#### Activity
Here is a block of entries. Write out its lines exactly, from the first through the one containing "1. edge endpoints".

#### Supplied data

//! Semantic validation: eight ordered passes over a parsed declaration.
//!
//! Each pass collects every issue in its category, then fails before the next
//! pass runs (fail-fast per category). Unknown identifiers get a "did you
//! mean" suggestion when a known identifier is within edit distance 2.
//!
//! Pass order:
//! 1. edge endpoints resolve to node ids or `START`/`END`
//! 2. node `outputs` entries name existing state fields
//! 3. `output_schema` field set equals the `outputs` set
//! 4. output types match their state field types
//! 5. `{path}` placeholders and input bindings resolve
//! 6. all type descriptors parse
//! 7. linear-only shape (one outgoing edge per node, no routes, no cycles)
//! 8. reachability: `START` reaches every node, every node reaches `END`
//!
//! A shape pass runs first: schema version, flow name, node count, id
//! uniqueness and grammar, and the single-`START`-edge rule.

use std::collections::{BTreeMap, HashMap, HashSet, VecDeque};

use crate::error::{EngineError, ValidationIssue, ValidationReport};
use crate::schema::{is_identifier, Declaration, EdgeSpec, END, SCHEMA_VERSION, START};
use crate::suggest::closest;
use crate::template::placeholders;
use crate::typesys::TypeRef;

/// Runs all passes. The returned error carries every issue from the first
/// failing pass.
pub fn validate(decl: &Declaration) -> Result<(), EngineError> {
    shape(decl)?;
    edge_endpoints(decl)?;
    outputs_exist(decl)?;
    output_schema_alignment(decl)?;
    output_types_match(decl)?;
    placeholders_resolve(decl)?;
    typerefs_parse(decl)?;
    linear_only(decl)?;
    reachability(decl)?;
    Ok(())
}

fn fail_if(issues: Vec<ValidationIssue>) -> Result<(), EngineError> {
    if issues.is_empty() {
        Ok(())
    } else {
        Err(EngineError::ConfigValidation(ValidationReport { issues }))
    }
}

fn node_ids(decl: &Declaration) -> Vec<&str> {
    decl.nodes.iter().map(|n| n.id.as_str()).collect()
}

fn shape(decl: &Declaration) -> Result<(), EngineError> {
    let mut issues = Vec::new();
    if decl.schema_version != SCHEMA_VERSION {
        issues.push(ValidationIssue::new(
            "schema_version",
            format!(
                "unsupported version `{}` (this engine accepts `{}`)",
                decl.schema_version, SCHEMA_VERSION
            ),
        ));
    }
    if decl.flow.name.trim().is_empty() {
        issues.push(ValidationIssue::new("flow.name", "must not be empty"));
    }
    if decl.nodes.is_empty() {
        issues.push(ValidationIssue::new("nodes", "at least one node is required"));
    }
    let mut seen = HashSet::new();
    for (i, node) in decl.nodes.iter().enumerate() {
        if !is_identifier(&node.id) {
            issues.push(ValidationIssue::new(
                format!("nodes[{}].id", i),
                format!("`{}` is not a valid identifier", node.id),
            ));
        }
        if !seen.insert(node.id.as_str()) {
            issues.push(ValidationIssue::new(
                format!("nodes[{}].id", i),
                format!("duplicate node id `{}`", node.id),
            ));
        }
    }
    for (name, field) in &decl.state.fields {
        if field.required && field.default.is_some() {
            issues.push(ValidationIssue::new(
                format!("state.fields.{}", name),
                "`required` and `default` are mutually exclusive",
            ));
        }
    }
    let start_edges = decl.edges.iter().filter(|e| e.from == START).count();
    if start_edges != 1 {
        issues.push(ValidationIssue::new(
            "edges",
            format!("exactly one edge must originate at START (found {})", start_edges),
        ));
    }
    fail_if(issues)
}

fn edge_endpoints(decl: &Declaration) -> Result<(), EngineError> {
    fn check(
        issues: &mut Vec<ValidationIssue>,
        ids: &[&str],
        path: String,
        name: &str,
        allow: &str,
    ) {
        if name == allow || ids.contains(&name) {
            return;
        }
        let candidates = ids.iter().copied().chain(std::iter::once(allow));
        issues.push(
            ValidationIssue::new(path, format!("unknown node `{}`", name))
                .with_suggestion(closest(name, candidates)),
        );
    }

    let ids = node_ids(decl);
    let mut issues = Vec::new();
    for (i, edge) in decl.edges.iter().enumerate() {
        check(&mut issues, &ids, format!("edges[{}].from", i), &edge.from, START);
        match (&edge.to, &edge.routes) {
            (Some(to), None) => check(&mut issues, &ids, format!("edges[{}].to", i), to, END),
            (None, Some(routes)) => {
                for (j, route) in routes.iter().enumerate() {
                    check(
                        &mut issues,
                        &ids,
                        format!("edges[{}].routes[{}].to", i, j),
                        &route.to,
                        END,
                    );
                }
            }
            (Some(_), Some(_)) => issues.push(ValidationIssue::new(
                format!("edges[{}]", i),
                "an edge takes either `to` or `routes`, not both",
            )),
            (None, None) => issues.push(ValidationIssue::new(
                format!("edges[{}]", i),
                "an edge requires `to` or `routes`",
            )),
        }
    }
    fail_if(issues)
}

fn outputs_exist(decl: &Declaration) -> Result<(), EngineError> {
    let fields: Vec<&str> = decl.state.fields.keys().map(|s| s.as_str()).collect();
    let mut issues = Vec::new();
    for (i, node) in decl.nodes.iter().enumerate() {
        for (j, output) in node.outputs.iter().enumerate() {
            if !fields.contains(&output.as_str()) {
                issues.push(
                    ValidationIssue::new(
                        format!("nodes[{}].outputs[{}]", i, j),
                        format!("`{}` is not a state field", output),
                    )
                    .with_suggestion(closest(output, fields.iter().copied())),
                );
            }
        }
    }
    fail_if(issues)
}

fn output_schema_alignment(decl: &Declaration) -> Result<(), EngineError> {
    let mut issues = Vec::new();
    for (i, node) in decl.nodes.iter().enumerate() {
        let Some(schema) = &node.output_schema else {
            continue;
        };
        let declared: HashSet<&str> = schema.keys().map(|s| s.as_str()).collect();
        let outputs: HashSet<&str> = node.outputs.iter().map(|s| s.as_str()).collect();
        for extra in declared.difference(&outputs) {
            issues.push(ValidationIssue::new(
                format!("nodes[{}].output_schema.{}", i, extra),
                format!("`{}` is not in this node's outputs", extra),
            ));
        }
        for missing in outputs.difference(&declared) {
            issues.push(ValidationIssue::new(
                format!("nodes[{}].output_schema", i),
                format!("output `{}` has no schema entry", missing),
            ));
        }
    }
    fail_if(issues)
}

/// Compares parseable types only; descriptors that fail to parse are pass 6's
/// business.
fn output_types_match(decl: &Declaration) -> Result<(), EngineError> {
    let state_types: BTreeMap<&str, TypeRef> = decl
        .state
        .fields
        .iter()
        .filter_map(|(name, field)| field.resolve().ok().map(|ty| (name.as_str(), ty)))
        .collect();
    let mut issues = Vec::new();
    for (i, node) in decl.nodes.iter().enumerate() {
        let Some(schema) = &node.output_schema else {
            continue;
        };
        for (name, type_decl) in schema {
            let (Some(expected), Ok(declared)) = (state_types.get(name.as_str()), type_decl.resolve())
            else {
                continue;
            };
            if *expected != declared {
                issues.push(ValidationIssue::new(
                    format!("nodes[{}].output_schema.{}", i, name),
                    format!(
                        "type `{}` does not match state field type `{}`",
                        declared, expected
                    ),
                ));
            }
        }
    }
    fail_if(issues)
}

/// Walks a dotted path from a state field, descending `Object` fields. Paths
/// into non-object types (or unparseable ones) stop at the root — the root
/// existing is what this pass guarantees.
fn path_resolves(path: &str, decl: &Declaration, locals: &[&str]) -> bool {
    let mut segments = path.split('.');
    let Some(root) = segments.next() else {
        return false;
    };
    if locals.contains(&root) {
        return true;
    }
    let Some(field) = decl.state.fields.get(root) else {
        return false;
    };
    let Ok(root_ty) = field.resolve() else {
        return true;
    };
    let mut ty = &root_ty;
    for segment in segments {
        match ty {
            TypeRef::Object { fields } => match fields.get(segment) {
                Some(next) => ty = next,
                None => return false,
            },
            _ => return true,
        }
    }
    true
}

fn placeholders_resolve(decl: &Declaration) -> Result<(), EngineError> {
    let mut issues = Vec::new();
    for (i, node) in decl.nodes.iter().enumerate() {
        let locals: Vec<&str> = node.inputs.keys().map(|s| s.as_str()).collect();
        let known = || {
            locals
                .iter()
                .copied()
                .chain(decl.state.fields.keys().map(|s| s.as_str()))
        };
        let templates = [
            (format!("nodes[{}].prompt", i), Some(&node.prompt)),
            (format!("nodes[{}].system", i), node.system.as_ref()),
        ];
        for (path, template) in templates {
            let Some(template) = template else { continue };
            for placeholder in placeholders(template) {
                if !path_resolves(&placeholder, decl, &locals) {
                    let root = placeholder.split('.').next().unwrap_or(&placeholder);
                    issues.push(
                        ValidationIssue::new(
                            path.clone(),
                            format!("placeholder `{{{}}}` does not resolve", placeholder),
                        )
                        .with_suggestion(closest(root, known())),
                    );
                }
            }
        }
        for (name, path) in &node.inputs {
            if !path_resolves(path, decl, &[]) {
                let root = path.split('.').next().unwrap_or(path);
                issues.push(
                    ValidationIssue::new(
                        format!("nodes[{}].inputs.{}", i, name),
                        format!("path `{}` does not resolve to a state field", path),
                    )
                    .with_suggestion(closest(root, decl.state.fields.keys().map(|s| s.as_str()))),
                );
            }
        }
    }
    fail_if(issues)
}

fn typerefs_parse(decl: &Declaration) -> Result<(), EngineError> {
    let mut issues = Vec::new();
    for (name, field) in &decl.state.fields {
        if let Err(e) = field.resolve() {
            issues.push(ValidationIssue::new(format!("state.fields.{}.type", name), e));
        }
    }
    for (i, node) in decl.nodes.iter().enumerate() {
        if let Some(schema) = &node.output_schema {
            for (name, type_decl) in schema {
                if let Err(e) = type_decl.resolve() {
                    issues.push(ValidationIssue::new(
                        format!("nodes[{}].output_schema.{}.type", i, name),
                        e,
                    ));
                }
            }
        }
    }
    fail_if(issues)
}

fn linear_edges(decl: &Declaration) -> impl Iterator<Item = (&str, &str)> {
    decl.edges.iter().filter_map(|e: &EdgeSpec| {
        e.to.as_deref().map(|to| (e.from.as_str(), to))
    })
}

fn linear_only(decl: &Declaration) -> Result<(), EngineError> {
    let mut issues = Vec::new();
    for (i, edge) in decl.edges.iter().enumerate() {
        if edge.routes.is_some() {
            issues.push(ValidationIssue::new(
                format!("edges[{}]", i),
                "conditional routes are not available in v1.0 (linear graphs only)",
            ));
        }
    }
    let mut outgoing: HashMap<&str, usize> = HashMap::new();
    for (from, _) in linear_edges(decl) {
        if from != START {
            *outgoing.entry(from).or_default() += 1;
        }
    }
    for (from, count) in &outgoing {
        if *count > 1 {
            issues.push(ValidationIssue::new(
                "edges",
                format!("node `{}` has {} outgoing edges (linear graphs allow one)", from, count),
            ));
        }
    }
    if !issues.is_empty() {
        return fail_if(issues);
    }

    // Walk the single chain; revisiting a node means a cycle.
    let next: HashMap<&str, &str> = linear_edges(decl).collect();
    let mut current = next.get(START).copied();
    let mut visited = HashSet::new();
    while let Some(node) = current {
        if node == END {
            break;
        }
        if !visited.insert(node) {
            issues.push(ValidationIssue::new(
                "edges",
                format!("cycle detected through node `{}`", node),
            ));
            break;
        }
        current = next.get(node).copied();
    }
    fail_if(issues)
}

#### Exercise solution
//! Semantic validation: eight ordered passes over a parsed declaration.
//!
//! Each pass collects every issue in its category, then fails before the next
//! pass runs (fail-fast per category). Unknown identifiers get a "did you
//! mean" suggestion when a known identifier is within edit distance 2.
//!
//! Pass order:
//! 1. edge endpoints resolve to node ids or `START`/`END`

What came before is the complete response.